Exercise> From the entries below, transcribe exactly the lines between the line holding "pulse_db::health_check(&pool)" and the line holding "let spotify = pulse_spotify::SpotifyClient::from_env()", inclusive; skip all other lines.

####################

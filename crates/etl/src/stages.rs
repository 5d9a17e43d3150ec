//! The three pipeline stages and the two caller paths.
//!
//! Each stage is independently runnable and idempotent with respect to
//! its own output artifact. The batch path (`pulse-worker`) runs them
//! against the warehouse store via the file artifacts; the interactive
//! path (`pulse-api`) runs the same core in memory against a user's
//! store.

use std::path::{Path, PathBuf};
use std::time::Duration;

use pulse_core::record::PlaylistMeta;
use pulse_core::types::DbId;
use pulse_db::loader::{LoadSummary, TrackLoader, UserPlaylistLoader, WarehouseLoader};
use pulse_db::models::Playlist;
use pulse_db::repositories::PlaylistRepo;
use pulse_db::DbPool;
use pulse_spotify::SpotifyClient;

use crate::artifact;
use crate::enrich::GenreEnricher;
use crate::error::EtlError;
use crate::normalize::{normalize_items, normalize_playlist};
use crate::transform::{transform_batch, TransformOutcome};

/// Outcome of the extract stage.
#[derive(Debug)]
pub struct ExtractSummary {
    pub meta: PlaylistMeta,
    pub records: usize,
    pub artifact: PathBuf,
}

/// Outcome of the transform stage.
#[derive(Debug)]
pub struct TransformSummary {
    pub rows: usize,
    pub rejected: usize,
    pub duplicates: usize,
    pub artifact: PathBuf,
}

/// Outcome of an interactive per-user analysis.
#[derive(Debug)]
pub struct AnalysisOutcome {
    pub playlist: Playlist,
    pub rows_written: u64,
    pub rejected: usize,
}

/// Extract: fetch the playlist, normalize every entry, enrich genres,
/// and overwrite the raw artifact.
pub async fn extract_stage(
    client: &SpotifyClient,
    playlist_id: &str,
    data_dir: &Path,
    lookup_delay: Duration,
) -> Result<ExtractSummary, EtlError> {
    let playlist = client.playlist(playlist_id).await?;
    let meta = normalize_playlist(&playlist);

    let items = client.playlist_items(playlist_id).await?;
    let mut records = normalize_items(playlist_id, &items);

    GenreEnricher::with_delay(client, lookup_delay)
        .enrich(&mut records)
        .await;

    let artifact = artifact::write_raw(data_dir, playlist_id, &records)?;
    tracing::info!(playlist_id, tracks = records.len(), "Extract stage complete");

    Ok(ExtractSummary {
        meta,
        records: records.len(),
        artifact,
    })
}

/// Transform: read the raw artifact, coerce/dedup/validate, overwrite
/// the cleaned artifact.
pub fn transform_stage(playlist_id: &str, data_dir: &Path) -> Result<TransformSummary, EtlError> {
    let records = artifact::read_raw(data_dir, playlist_id)?;
    let TransformOutcome {
        rows,
        rejected,
        duplicates,
    } = transform_batch(records);

    let artifact = artifact::write_cleaned(data_dir, playlist_id, &rows)?;
    tracing::info!(
        playlist_id,
        rows = rows.len(),
        rejected,
        duplicates,
        "Transform stage complete"
    );

    Ok(TransformSummary {
        rows: rows.len(),
        rejected,
        duplicates,
        artifact,
    })
}

/// Load: read the cleaned artifact and merge it into the warehouse
/// store. Safe to retry; the loader is idempotent.
pub async fn load_stage(
    pool: &DbPool,
    playlist_id: &str,
    data_dir: &Path,
) -> Result<LoadSummary, EtlError> {
    let rows = artifact::read_cleaned(data_dir, playlist_id)?;
    let summary = WarehouseLoader.load(pool, &rows).await?;
    tracing::info!(playlist_id, rows = summary.rows_written, "Load stage complete");
    Ok(summary)
}

/// The scheduled batch path: extract, transform, load, in order.
pub async fn run_all(
    pool: &DbPool,
    client: &SpotifyClient,
    playlist_id: &str,
    data_dir: &Path,
    lookup_delay: Duration,
) -> Result<LoadSummary, EtlError> {
    extract_stage(client, playlist_id, data_dir, lookup_delay).await?;
    transform_stage(playlist_id, data_dir)?;
    load_stage(pool, playlist_id, data_dir).await
}

/// The interactive path: run the same core in memory and merge into the
/// caller's per-user store, refreshing the playlist metadata row.
pub async fn analyze_for_user(
    pool: &DbPool,
    client: &SpotifyClient,
    user_id: DbId,
    playlist_id: &str,
    lookup_delay: Duration,
) -> Result<AnalysisOutcome, EtlError> {
    let playlist = client.playlist(playlist_id).await?;
    let meta = normalize_playlist(&playlist);

    let items = client.playlist_items(playlist_id).await?;
    let mut records = normalize_items(playlist_id, &items);

    GenreEnricher::with_delay(client, lookup_delay)
        .enrich(&mut records)
        .await;

    let outcome = transform_batch(records);

    let playlist_row = PlaylistRepo::upsert(pool, user_id, &meta).await?;
    let summary = UserPlaylistLoader {
        playlist_ref: playlist_row.id,
    }
    .load(pool, &outcome.rows)
    .await?;

    tracing::info!(
        user_id,
        playlist_id,
        rows = summary.rows_written,
        rejected = outcome.rejected,
        "Interactive analysis complete"
    );

    Ok(AnalysisOutcome {
        playlist: playlist_row,
        rows_written: summary.rows_written,
        rejected: outcome.rejected,
    })
}
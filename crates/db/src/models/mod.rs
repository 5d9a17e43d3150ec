//! Row models for the persisted tables.
//!
//! Each submodule contains a `FromRow` + `Serialize` entity struct
//! matching the database row; write input arrives as
//! [`pulse_core::record::PlaylistTrackRow`] rather than per-table DTOs,
//! since both stores persist the same logical shape.

pub mod playlist;
pub mod qa;
pub mod user_track;
pub mod warehouse_track;

pub use playlist::Playlist;
pub use qa::QaReport;
pub use user_track::UserTrack;
pub use warehouse_track::WarehouseTrack;
use std::path::PathBuf;

use pulse_spotify::SpotifyError;

/// Errors from the ETL stages.
///
/// Anything recoverable (a single artist lookup, a missing sub-object,
/// an unparsable date) is absorbed inside the stage that hits it; what
/// surfaces here fails the whole stage and is safe to retry.
#[derive(Debug, thiserror::Error)]
pub enum EtlError {
    /// The upstream API refused or dropped a request the stage cannot
    /// continue without (playlist fetch, track listing).
    #[error("Upstream API error: {0}")]
    Spotify(#[from] SpotifyError),

    /// A database error from the load stage.
    #[error("Database error: {0}")]
    Database(#[from] sqlx::Error),

    /// Reading or writing a stage artifact failed.
    #[error("Artifact I/O error at {path}: {source}")]
    ArtifactIo {
        path: PathBuf,
        source: std::io::Error,
    },

    /// A stage artifact exists but does not decode.
    #[error("Artifact decode error at {path}: {source}")]
    ArtifactDecode {
        path: PathBuf,
        source: serde_json::Error,
    },
}
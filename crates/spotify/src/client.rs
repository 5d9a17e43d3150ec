//! REST client for the Spotify Web API endpoints the pipeline consumes.
//!
//! Wraps playlist metadata retrieval, the paginated track listing, and
//! the single-artist lookup using [`reqwest`], with bearer tokens
//! supplied by [`TokenProvider`](crate::auth::TokenProvider).

use crate::auth::{TokenProvider, DEFAULT_ACCOUNTS_URL};
use crate::error::SpotifyError;
use crate::model::{ArtistObject, Page, PlaylistItem, PlaylistObject};

/// Base URL of the Spotify Web API.
pub const DEFAULT_API_URL: &str = "https://api.spotify.com/v1";

/// Page size requested from the track-listing endpoint (the API maximum).
const TRACKS_PAGE_LIMIT: u32 = 100;

/// HTTP client for the Spotify Web API.
pub struct SpotifyClient {
    client: reqwest::Client,
    api_url: String,
    auth: TokenProvider,
}

impl SpotifyClient {
    /// Create a client against the production API and accounts service.
    pub fn new(client_id: String, client_secret: String) -> Self {
        Self::with_urls(
            client_id,
            client_secret,
            DEFAULT_API_URL.to_string(),
            DEFAULT_ACCOUNTS_URL.to_string(),
        )
    }

    /// Create a client with explicit base URLs (used by tests to point
    /// at a local stub server).
    pub fn with_urls(
        client_id: String,
        client_secret: String,
        api_url: String,
        accounts_url: String,
    ) -> Self {
        let client = reqwest::Client::new();
        let auth = TokenProvider::new(client.clone(), accounts_url, client_id, client_secret);
        Self {
            client,
            api_url,
            auth,
        }
    }

    /// Create a client from `SPOTIFY_CLIENT_ID` / `SPOTIFY_CLIENT_SECRET`.
    pub fn from_env() -> Result<Self, SpotifyError> {
        let client_id = std::env::var("SPOTIFY_CLIENT_ID")
            .map_err(|_| SpotifyError::Auth("SPOTIFY_CLIENT_ID is not set".to_string()))?;
        let client_secret = std::env::var("SPOTIFY_CLIENT_SECRET")
            .map_err(|_| SpotifyError::Auth("SPOTIFY_CLIENT_SECRET is not set".to_string()))?;
        Ok(Self::new(client_id, client_secret))
    }

    /// Fetch playlist metadata (name, owner, description, images).
    pub async fn playlist(&self, playlist_id: &str) -> Result<PlaylistObject, SpotifyError> {
        self.get_json(&format!("{}/playlists/{playlist_id}", self.api_url))
            .await
    }

    /// Fetch the full track listing for a playlist, following the opaque
    /// `next` continuation URL until the final page.
    pub async fn playlist_items(
        &self,
        playlist_id: &str,
    ) -> Result<Vec<PlaylistItem>, SpotifyError> {
        let mut items = Vec::new();
        let mut url = format!(
            "{}/playlists/{playlist_id}/tracks?limit={TRACKS_PAGE_LIMIT}",
            self.api_url
        );

        loop {
            let page: Page<PlaylistItem> = self.get_json(&url).await?;
            items.extend(page.items);
            match page.next {
                Some(next) => url = next,
                None => break,
            }
        }

        tracing::debug!(playlist_id, count = items.len(), "Fetched playlist track listing");
        Ok(items)
    }

    /// Fetch a single artist's genre tags.
    ///
    /// Returns the (possibly empty) genre list; callers decide how to
    /// treat failures.
    pub async fn artist_genres(&self, artist_id: &str) -> Result<Vec<String>, SpotifyError> {
        let artist: ArtistObject = self
            .get_json(&format!("{}/artists/{artist_id}", self.api_url))
            .await?;
        Ok(artist.genres)
    }

    // ---- private helpers ----

    /// Perform an authenticated GET and decode the JSON body.
    async fn get_json<T: serde::de::DeserializeOwned>(
        &self,
        url: &str,
    ) -> Result<T, SpotifyError> {
        let token = self.auth.bearer_token().await?;
        let response = self.client.get(url).bearer_auth(token).send().await?;
        let response = Self::ensure_success(response).await?;
        response.json().await.map_err(SpotifyError::Request)
    }

    /// Ensure the response has a success status code. Returns the
    /// response unchanged on success, or a [`SpotifyError::Api`]
    /// containing the status and body text on failure.
    async fn ensure_success(
        response: reqwest::Response,
    ) -> Result<reqwest::Response, SpotifyError> {
        let status = response.status();
        if !status.is_success() {
            let body = response
                .text()
                .await
                .unwrap_or_else(|_| "<unreadable body>".to_string());
            return Err(SpotifyError::Api {
                status: status.as_u16(),
                body,
            });
        }
        Ok(response)
    }
}

/// Extract a bare playlist id from an opaque playlist reference.
///
/// Accepts either a bare id or a shared `open.spotify.com` URL; trailing
/// query parameters (`?si=...`) are stripped.
pub fn parse_playlist_ref(reference: &str) -> String {
    let trimmed = reference.trim();
    let last_segment = trimmed.rsplit('/').next().unwrap_or(trimmed);
    last_segment
        .split('?')
        .next()
        .unwrap_or(last_segment)
        .to_string()
}
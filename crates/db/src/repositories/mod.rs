//! Repository layer.
//!
//! Each repository is a zero-sized struct providing async methods that
//! accept `&PgPool` as the first argument.

pub mod playlist_repo;
pub mod qa_repo;
pub mod user_track_repo;
pub mod warehouse_track_repo;

pub use playlist_repo::PlaylistRepo;
pub use qa_repo::QaRepo;
pub use user_track_repo::UserTrackRepo;
pub use warehouse_track_repo::WarehouseTrackRepo;
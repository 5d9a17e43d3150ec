//! HTTP handlers, one module per resource.

pub mod playlists;
use axum::http::StatusCode;
use axum::response::{IntoResponse, Response};
use pulse_core::error::CoreError;
use pulse_etl::EtlError;
use serde_json::json;

/// Application-level error type for HTTP handlers.
///
/// Wraps [`CoreError`] for domain errors and adds HTTP-specific variants.
/// Implements [`IntoResponse`] to produce consistent JSON error responses.
#[derive(Debug, thiserror::Error)]
pub enum AppError {
    /// A domain-level error from `pulse-core`.
    #[error(transparent)]
    Core(#[from] CoreError),

    /// A database error from sqlx.
    #[error("Database error: {0}")]
    Database(#[from] sqlx::Error),

    /// A failed analysis run (any stage of the ETL sequence).
    #[error("Analysis failed: {0}")]
    Analysis(#[from] EtlError),

    /// The request carried no usable caller identity.
    #[error("Unauthorized: {0}")]
    Unauthorized(String),

    /// A bad request with a human-readable message.
    #[error("Bad request: {0}")]
    BadRequest(String),
}

/// Convenience type alias for handler return values.
pub type AppResult<T> = Result<T, AppError>;

impl IntoResponse for AppError {
    fn into_response(self) -> Response {
        let (status, code, message) = match &self {
            // --- CoreError variants ---
            AppError::Core(core) => match core {
                CoreError::NotFound { entity, id } => (
                    StatusCode::NOT_FOUND,
                    "NOT_FOUND",
                    format!("{entity} '{id}' not found"),
                ),
                CoreError::Validation(msg) => {
                    (StatusCode::BAD_REQUEST, "VALIDATION_ERROR", msg.clone())
                }
                CoreError::Conflict(msg) => (StatusCode::CONFLICT, "CONFLICT", msg.clone()),
                CoreError::Internal(msg) => {
                    tracing::error!(error = %msg, "Internal core error");
                    (
                        StatusCode::INTERNAL_SERVER_ERROR,
                        "INTERNAL_ERROR",
                        "An internal error occurred".to_string(),
                    )
                }
            },

            // --- Database errors ---
            AppError::Database(err) => classify_sqlx_error(err),

            // --- Failed analyses ---
            // Whatever stage failed, the store was left in its pre-batch
            // state and the run is safe to repeat.
            AppError::Analysis(err) => {
                tracing::error!(error = %err, "Analysis run failed");
                (
                    StatusCode::BAD_GATEWAY,
                    "ANALYSIS_FAILED",
                    "analysis failed, retry".to_string(),
                )
            }

            // --- HTTP-specific errors ---
            AppError::Unauthorized(msg) => {
                (StatusCode::UNAUTHORIZED, "UNAUTHORIZED", msg.clone())
            }
            AppError::BadRequest(msg) => (StatusCode::BAD_REQUEST, "BAD_REQUEST", msg.clone()),
        };

        let body = json!({
            "error": message,
            "code": code,
        });

        (status, axum::Json(body)).into_response()
    }
}

/// Classify a sqlx error into an HTTP status, error code, and message.
///
/// - `RowNotFound` maps to 404.
/// - Unique constraint violations (constraint name starting with `uq_`) map to 409.
/// - Everything else maps to 500 with a sanitized message.
fn classify_sqlx_error(err: &sqlx::Error) -> (StatusCode, &'static str, String) {
    match err {
        sqlx::Error::RowNotFound => (
            StatusCode::NOT_FOUND,
            "NOT_FOUND",
            "Resource not found".to_string(),
        ),
        sqlx::Error::Database(db_err) => {
            // PostgreSQL unique constraint violation: error code 23505
            if db_err.code().as_deref() == Some("23505") {
                let constraint = db_err.constraint().unwrap_or("unknown");
                if constraint.starts_with("uq_") {
                    return (
                        StatusCode::CONFLICT,
                        "CONFLICT",
                        format!("Duplicate value violates unique constraint: {constraint}"),
                    );
                }
            }
            tracing::error!(error = %db_err, "Database error");
            (
                StatusCode::INTERNAL_SERVER_ERROR,
                "INTERNAL_ERROR",
                "An internal error occurred".to_string(),
            )
        }
        other => {
            tracing::error!(error = %other, "Database error");
            (
                StatusCode::INTERNAL_SERVER_ERROR,
                "INTERNAL_ERROR",
                "An internal error occurred".to_string(),
            )
        }
    }
}
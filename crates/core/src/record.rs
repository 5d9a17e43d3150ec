//! Record shapes flowing through the ETL pipeline.
//!
//! Two stages of the same track: [`RawTrackRecord`] is the normalizer's
//! output (untyped strings preserved, every descriptive field optional),
//! [`PlaylistTrackRow`] is the transformer's output and the exact shape
//! both stores persist. Serialized with serde to produce the raw and
//! cleaned stage artifacts.

use chrono::NaiveDate;
use serde::{Deserialize, Serialize};

/// A normalized-but-uncoerced track, one per playlist entry.
///
/// Field values are exactly what the upstream API reported: missing
/// nested paths become `None`, `album_release_date` keeps its raw string
/// form (Spotify reports day, month, or year precision), and
/// `track_genres` is attached by the enricher after normalization.
#[derive(Debug, Clone, PartialEq, Serialize, Deserialize)]
pub struct RawTrackRecord {
    pub playlist_id: String,
    /// Upstream track id. `None` for local/placeholder tracks; such rows
    /// are rejected during transformation, never loaded.
    pub track_id: Option<String>,
    pub track_name: Option<String>,
    pub track_duration_ms: Option<i64>,
    pub track_popularity: Option<i32>,
    pub album_id: Option<String>,
    pub album_name: Option<String>,
    /// Raw upstream date string: `YYYY-MM-DD`, `YYYY-MM`, or `YYYY`.
    pub album_release_date: Option<String>,
    pub album_label: Option<String>,
    /// Index-aligned with `artist_names`.
    pub artist_ids: Vec<String>,
    pub artist_names: Vec<String>,
    /// Union of genre tags across contributing artists; empty until the
    /// enricher has run.
    #[serde(default)]
    pub track_genres: Vec<String>,
}

/// A fully coerced row keyed by `(playlist_id, track_id)`.
///
/// This is the shape merged into both stores. Derived fields are
/// computed from already-coerced inputs, so a `None` duration yields a
/// `None` derived duration rather than zero.
#[derive(Debug, Clone, PartialEq, Serialize, Deserialize)]
pub struct PlaylistTrackRow {
    pub playlist_id: String,
    pub track_id: String,
    pub track_name: Option<String>,
    pub track_duration_ms: Option<i64>,
    pub track_duration_sec: Option<f64>,
    pub track_popularity: Option<i32>,
    pub album_id: Option<String>,
    pub album_name: Option<String>,
    pub album_release_date: Option<NaiveDate>,
    pub album_label: Option<String>,
    pub release_year: Option<i32>,
    pub artist_ids: Vec<String>,
    pub artist_names: Vec<String>,
    /// Sorted and deduplicated, so re-loading an unchanged track writes
    /// byte-identical column values.
    pub track_genres: Vec<String>,
}

impl PlaylistTrackRow {
    /// The composite natural key for this row.
    pub fn key(&self) -> (&str, &str) {
        (&self.playlist_id, &self.track_id)
    }
}

/// Playlist-level metadata fetched alongside the track listing.
///
/// Stored on the per-user playlist row and refreshed on every analysis.
#[derive(Debug, Clone, PartialEq, Serialize, Deserialize)]
pub struct PlaylistMeta {
    pub playlist_id: String,
    pub name: Option<String>,
    pub owner: Option<String>,
    pub description: Option<String>,
    pub image_url: Option<String>,
}

#[cfg(test)]
mod tests {
    use super::*;

    fn sample_row() -> PlaylistTrackRow {
        PlaylistTrackRow {
            playlist_id: "p1".to_string(),
            track_id: "t1".to_string(),
            track_name: Some("Song".to_string()),
            track_duration_ms: Some(200_000),
            track_duration_sec: Some(200.0),
            track_popularity: Some(80),
            album_id: Some("a1".to_string()),
            album_name: Some("Album".to_string()),
            album_release_date: NaiveDate::from_ymd_opt(2023, 1, 15),
            album_label: None,
            release_year: Some(2023),
            artist_ids: vec!["ar1".to_string(), "ar2".to_string()],
            artist_names: vec!["Artist 1".to_string(), "Artist 2".to_string()],
            track_genres: vec!["pop".to_string(), "rock".to_string()],
        }
    }

    #[test]
    fn row_round_trips_through_json() {
        let row = sample_row();
        let json = serde_json::to_string(&row).expect("serialization should succeed");
        let back: PlaylistTrackRow =
            serde_json::from_str(&json).expect("deserialization should succeed");
        assert_eq!(row, back);
    }

    #[test]
    fn raw_record_tolerates_missing_genres_field() {
        // Artifacts written before enrichment ran omit the field entirely.
        let json = r#"{
            "playlist_id": "p1",
            "track_id": "t1",
            "track_name": null,
            "track_duration_ms": null,
            "track_popularity": null,
            "album_id": null,
            "album_name": null,
            "album_release_date": null,
            "album_label": null,
            "artist_ids": [],
            "artist_names": []
        }"#;
        let record: RawTrackRecord = serde_json::from_str(json).unwrap();
        assert!(record.track_genres.is_empty());
    }

    #[test]
    fn key_exposes_both_components() {
        let row = sample_row();
        assert_eq!(row.key(), ("p1", "t1"));
    }
}
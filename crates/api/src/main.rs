use std::net::SocketAddr;
use std::sync::Arc;

use tracing_subscriber::{layer::SubscriberExt, util::SubscriberInitExt};

use pulse_api::config::ServerConfig;
use pulse_api::router::build_app_router;
use pulse_api::state::AppState;

#[tokio::main]
async fn main() {
    dotenvy::dotenv().ok();

    // --- Tracing ---
    tracing_subscriber::registry()
        .with(
            tracing_subscriber::EnvFilter::try_from_default_env()
                .unwrap_or_else(|_| "pulse_api=debug,tower_http=debug".into()),
        )
        .with(tracing_subscriber::fmt::layer())
        .init();

    // --- Configuration ---
    let config = ServerConfig::from_env();
    tracing::info!(host = %config.host, port = %config.port, "Loaded server configuration");

    // --- Database ---
    let database_url = std::env::var("DATABASE_URL").expect("DATABASE_URL must be set");

    let pool = pulse_db::create_pool(&database_url)
        .await
        .expect("Failed to connect to database");
    tracing::info!("Database connection pool created");

    pulse_db::health_check(&pool)
        .await
        .expect("Database health check failed");
    tracing::info!("Database health check passed");

    pulse_db::run_migrations(&pool)
        .await
        .expect("Failed to run database migrations");
    tracing::info!("Database migrations applied");

    // --- Upstream API client ---
    let spotify = pulse_spotify::SpotifyClient::from_env()
        .expect("SPOTIFY_CLIENT_ID and SPOTIFY_CLIENT_SECRET must be set");
    tracing::info!("Spotify client configured");

    // --- App state ---
    let state = AppState {
        pool,
        config: Arc::new(config.clone()),
        spotify: Arc::new(spotify),
    };

    // --- Router ---
    let app = build_app_router(state, &config);

    // --- Start server ---
    let addr = SocketAddr::new(
        config.host.parse().expect("Invalid HOST address"),
        config.port,
    );
    tracing::info!(%addr, "Starting server");

    let listener = tokio::net::TcpListener::bind(addr)
        .await
        .expect("Failed to bind to address");

    axum::serve(listener, app)
        .with_graceful_shutdown(shutdown_signal())
        .await
        .expect("Server error");

    tracing::info!("Graceful shutdown complete");
}

/// Wait for a termination signal to initiate graceful shutdown.
///
/// Handles both SIGINT (Ctrl-C) and SIGTERM (on Unix) so the server
/// shuts down cleanly whether stopped interactively or by a process
/// manager (e.g. systemd, Docker, Kubernetes).
async fn shutdown_signal() {
    let ctrl_c = async {
        tokio::signal::ctrl_c()
            .await
            .expect("Failed to install Ctrl-C handler");
    };

    #[cfg(unix)]
    let terminate = async {
        tokio::signal::unix::signal(tokio::signal::unix::SignalKind::terminate())
            .expect("Failed to install SIGTERM handler")
            .recv()
            .await;
    };

    #[cfg(not(unix))]
    let terminate = std::future::pending::<()>();

    tokio::select! {
        () = ctrl_c => {
            tracing::info!("Received SIGINT (Ctrl-C), starting graceful shutdown");
        }
        () = terminate => {
            tracing::info!("Received SIGTERM, starting graceful shutdown");
        }
    }
}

####################

Written solution>
    pulse_db::health_check(&pool)
        .await
        .expect("Database health check failed");
    tracing::info!("Database health check passed");

    pulse_db::run_migrations(&pool)
        .await
        .expect("Failed to run database migrations");
    tracing::info!("Database migrations applied");

    // --- Upstream API client ---
    let spotify = pulse_spotify::SpotifyClient::from_env()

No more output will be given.